• **Problem requirements**:
Print the records exactly. Every mark must remain.

[Dataset items]
┄┄┄┄┄┄┄┄┄┄┄┄┄┄┄┄┄┄┄┄

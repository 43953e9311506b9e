//! Strategy selection.
//!
//! A rule table evaluated in order over the canonicalized conjunct list; the
//! first matching rule wins. The rules encode relative access costs: id
//! lookups are constant per id, equality on a high-cardinality attribute
//! touches few rows, range and prefix scans of the attribute index beat a
//! full space-time scan, and low-cardinality equality fans out too widely to
//! beat a spatial predicate.

use tracing::debug;

use geostrata_core::filter::Filter;
use geostrata_core::schema::{AttributeType, Cardinality, SchemaDescriptor};

use crate::cardinality::cardinality;
use crate::extract;
use crate::hints::QueryHints;
use crate::strategy::Strategy;

/// Puts conjuncts in canonical order: by constrained attribute, then by
/// predicate shape, then by rendering. Selection must not depend on how the
/// caller happened to order an `AND`.
#[must_use]
pub fn canonicalize(mut conjuncts: Vec<Filter>) -> Vec<Filter> {
    conjuncts.sort_by_key(|c| {
        (
            c.property().unwrap_or("").to_string(),
            shape_rank(c),
            c.to_ecql(),
        )
    });
    conjuncts
}

fn shape_rank(filter: &Filter) -> u8 {
    match filter {
        Filter::IdIn(_) => 0,
        Filter::Eq { .. } => 1,
        Filter::Like { .. } => 2,
        Filter::Compare { .. } => 3,
        Filter::Between { .. } => 4,
        Filter::Temporal { .. } => 5,
        Filter::Spatial { .. } => 6,
        _ => 7,
    }
}

/// Picks exactly one strategy for the query.
#[must_use]
pub fn choose_strategy(
    schema: &SchemaDescriptor,
    conjuncts: &[Filter],
    _hints: &QueryHints,
    index_version: i32,
) -> Strategy {
    // Attribute indexes do not exist in legacy layouts.
    if index_version <= 0 {
        debug!(index_version, "legacy layout, using the spatio-temporal index");
        return Strategy::StIdx;
    }

    // An id predicate dominates everything else.
    if conjuncts.iter().any(|c| matches!(c, Filter::IdIn(_))) {
        debug!("id predicate present, using the record table");
        return Strategy::RecordId;
    }

    // Equality on an indexed high-cardinality attribute wins over any
    // space-time predicate.
    if conjuncts
        .iter()
        .any(|c| is_indexed_equality(schema, c) && conjunct_cardinality(schema, c) == Cardinality::High)
    {
        debug!("high-cardinality equality present, using the attribute index");
        return Strategy::AttrEq;
    }

    // A pure attribute query (no space, no time) prefers the attribute
    // index whenever an indexed attribute is constrained.
    let st = extract::extract(conjuncts.to_vec(), schema);
    if !st.excludes_everything() && st.polygon.is_none() && st.interval.is_none() {
        if conjuncts.iter().any(|c| is_indexed_equality(schema, c)) {
            debug!("pure attribute equality, using the attribute index");
            return Strategy::AttrEq;
        }
        if conjuncts.iter().any(|c| is_indexed_prefix_like(schema, c)) {
            debug!("pure attribute prefix match, using the attribute index");
            return Strategy::AttrLike;
        }
        if conjuncts.iter().any(|c| is_indexed_range(schema, c)) {
            debug!("pure attribute range, using the attribute index");
            return Strategy::AttrRange;
        }
    }

    // Everything else, including low-cardinality equality combined with a
    // spatial predicate, scans the spatio-temporal index.
    debug!("using the spatio-temporal index");
    Strategy::StIdx
}

fn conjunct_cardinality(schema: &SchemaDescriptor, conjunct: &Filter) -> Cardinality {
    conjunct
        .property()
        .map(|p| cardinality(schema, p))
        .unwrap_or_default()
}

fn is_indexed(schema: &SchemaDescriptor, property: &str) -> bool {
    schema.attribute(property).is_some_and(|a| a.indexed)
}

pub(crate) fn is_indexed_equality(schema: &SchemaDescriptor, conjunct: &Filter) -> bool {
    matches!(conjunct, Filter::Eq { property, .. } if is_indexed(schema, property))
}

pub(crate) fn is_indexed_prefix_like(schema: &SchemaDescriptor, conjunct: &Filter) -> bool {
    match conjunct {
        Filter::Like {
            property, pattern, ..
        } => {
            schema
                .attribute(property)
                .is_some_and(|a| a.indexed && a.attr_type == AttributeType::String)
                && like_literal_prefix(pattern).is_some()
        }
        _ => false,
    }
}

pub(crate) fn is_indexed_range(schema: &SchemaDescriptor, conjunct: &Filter) -> bool {
    match conjunct {
        Filter::Compare { property, .. }
        | Filter::Between { property, .. }
        | Filter::Temporal { property, .. } => is_indexed(schema, property),
        _ => false,
    }
}

/// The literal prefix of a plannable pattern: a non-empty literal followed
/// by one or more trailing `%`, with no `_` and no embedded `%`.
#[must_use]
pub(crate) fn like_literal_prefix(pattern: &str) -> Option<&str> {
    let prefix = pattern.trim_end_matches('%');
    if prefix.len() == pattern.len() || prefix.is_empty() {
        return None;
    }
    if prefix.contains('%') || prefix.contains('_') {
        return None;
    }
    Some(prefix)
}

#[cfg(test)]
mod tests {
    use super::*;
    use geostrata_core::filter::Literal;

    #[test]
    fn test_like_literal_prefix() {
        assert_eq!(like_literal_prefix("2nd1%"), Some("2nd1"));
        assert_eq!(like_literal_prefix("2nd1%%"), Some("2nd1"));
        assert_eq!(like_literal_prefix("2nd1"), None);
        assert_eq!(like_literal_prefix("%"), None);
        assert_eq!(like_literal_prefix("a%b%"), None);
        assert_eq!(like_literal_prefix("a_c%"), None);
    }

    #[test]
    fn test_canonicalize_is_order_independent() {
        let a = Filter::Eq {
            property: "a".into(),
            value: Literal::Str("1".into()),
        };
        let b = Filter::Eq {
            property: "b".into(),
            value: Literal::Str("2".into()),
        };
        let forward = canonicalize(vec![a.clone(), b.clone()]);
        let backward = canonicalize(vec![b, a]);
        assert_eq!(forward, backward);
    }
}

┄┄┄┄┄┄┄┄┄┄┄┄┄┄┄┄┄┄┄┄

• **Output of the exercise**:
repository 43953e9311506b9e
//! Strategy selection.
//!
//! A rule table evaluated in order over the canonicalized conjunct list; the
//! first matching rule wins. The rules encode relative access costs: id
//! lookups are constant per id, equality on a high-cardinality attribute
//! touches few rows, range and prefix scans of the attribute index beat a
//! full space-time scan, and low-cardinality equality fans out too widely to
//! beat a spatial predicate.

use tracing::debug;

use geostrata_core::filter::Filter;
use geostrata_core::schema::{AttributeType, Cardinality, SchemaDescriptor};

use crate::cardinality::cardinality;
use crate::extract;
use crate::hints::QueryHints;
use crate::strategy::Strategy;

/// Puts conjuncts in canonical order: by constrained attribute, then by
/// predicate shape, then by rendering. Selection must not depend on how the
/// caller happened to order an `AND`.
#[must_use]
pub fn canonicalize(mut conjuncts: Vec<Filter>) -> Vec<Filter> {
    conjuncts.sort_by_key(|c| {
        (
            c.property().unwrap_or("").to_string(),
            shape_rank(c),
            c.to_ecql(),
        )
    });
    conjuncts
}

fn shape_rank(filter: &Filter) -> u8 {
    match filter {
        Filter::IdIn(_) => 0,
        Filter::Eq { .. } => 1,
        Filter::Like { .. } => 2,
        Filter::Compare { .. } => 3,
        Filter::Between { .. } => 4,
        Filter::Temporal { .. } => 5,
        Filter::Spatial { .. } => 6,
        _ => 7,
    }
}

/// Picks exactly one strategy for the query.
#[must_use]
pub fn choose_strategy(
    schema: &SchemaDescriptor,
    conjuncts: &[Filter],
    _hints: &QueryHints,
    index_version: i32,
) -> Strategy {
    // Attribute indexes do not exist in legacy layouts.
    if index_version <= 0 {
        debug!(index_version, "legacy layout, using the spatio-temporal index");
        return Strategy::StIdx;
    }

    // An id predicate dominates everything else.
    if conjuncts.iter().any(|c| matches!(c, Filter::IdIn(_))) {
        debug!("id predicate present, using the record table");
        return Strategy::RecordId;
    }

    // Equality on an indexed high-cardinality attribute wins over any
    // space-time predicate.
    if conjuncts
        .iter()
        .any(|c| is_indexed_equality(schema, c) && conjunct_cardinality(schema, c) == Cardinality::High)
    {
        debug!("high-cardinality equality present, using the attribute index");
        return Strategy::AttrEq;
    }

    // A pure attribute query (no space, no time) prefers the attribute
    // index whenever an indexed attribute is constrained.
    let st = extract::extract(conjuncts.to_vec(), schema);
    if !st.excludes_everything() && st.polygon.is_none() && st.interval.is_none() {
        if conjuncts.iter().any(|c| is_indexed_equality(schema, c)) {
            debug!("pure attribute equality, using the attribute index");
            return Strategy::AttrEq;
        }
        if conjuncts.iter().any(|c| is_indexed_prefix_like(schema, c)) {
            debug!("pure attribute prefix match, using the attribute index");
            return Strategy::AttrLike;
        }
        if conjuncts.iter().any(|c| is_indexed_range(schema, c)) {
            debug!("pure attribute range, using the attribute index");
            return Strategy::AttrRange;
        }
    }

    // Everything else, including low-cardinality equality combined with a
    // spatial predicate, scans the spatio-temporal index.
    debug!("using the spatio-temporal index");
    Strategy::StIdx
}

fn conjunct_cardinality(schema: &SchemaDescriptor, conjunct: &Filter) -> Cardinality {
    conjunct
        .property()
        .map(|p| cardinality(schema, p))
        .unwrap_or_default()
}

fn is_indexed(schema: &SchemaDescriptor, property: &str) -> bool {
    schema.attribute(property).is_some_and(|a| a.indexed)
}

pub(crate) fn is_indexed_equality(schema: &SchemaDescriptor, conjunct: &Filter) -> bool {
    matches!(conjunct, Filter::Eq { property, .. } if is_indexed(schema, property))
}

pub(crate) fn is_indexed_prefix_like(schema: &SchemaDescriptor, conjunct: &Filter) -> bool {
    match conjunct {
        Filter::Like {
            property, pattern, ..
        } => {
            schema
                .attribute(property)
                .is_some_and(|a| a.indexed && a.attr_type == AttributeType::String)
                && like_literal_prefix(pattern).is_some()
        }
        _ => false,
    }
}

pub(crate) fn is_indexed_range(schema: &SchemaDescriptor, conjunct: &Filter) -> bool {
    match conjunct {
        Filter::Compare { property, .. }
        | Filter::Between { property, .. }
        | Filter::Temporal { property, .. } => is_indexed(schema, property),
        _ => false,
    }
}

/// The literal prefix of a plannable pattern: a non-empty literal followed
/// by one or more trailing `%`, with no `_` and no embedded `%`.
#[must_use]
pub(crate) fn like_literal_prefix(pattern: &str) -> Option<&str> {
    let prefix = pattern.trim_end_matches('%');
    if prefix.len() == pattern.len() || prefix.is_empty() {
        return None;
    }
    if prefix.contains('%') || prefix.contains('_') {
        return None;
    }
    Some(prefix)
}

#[cfg(test)]
mod tests {
    use super::*;
    use geostrata_core::filter::Literal;

    #[test]
    fn test_like_literal_prefix() {
        assert_eq!(like_literal_prefix("2nd1%"), Some("2nd1"));
        assert_eq!(like_literal_prefix("2nd1%%"), Some("2nd1"));
        assert_eq!(like_literal_prefix("2nd1"), None);
        assert_eq!(like_literal_prefix("%"), None);
        assert_eq!(like_literal_prefix("a%b%"), None);
        assert_eq!(like_literal_prefix("a_c%"), None);
    }

    #[test]
    fn test_canonicalize_is_order_independent() {
        let a = Filter::Eq {
            property: "a".into(),
            value: Literal::Str("1".into()),
        };
        let b = Filter::Eq {
            property: "b".into(),
            value: Literal::Str("2".into()),
        };
        let forward = canonicalize(vec![a.clone(), b.clone()]);
        let backward = canonicalize(vec![b, a]);
        assert_eq!(forward, backward);
    }
}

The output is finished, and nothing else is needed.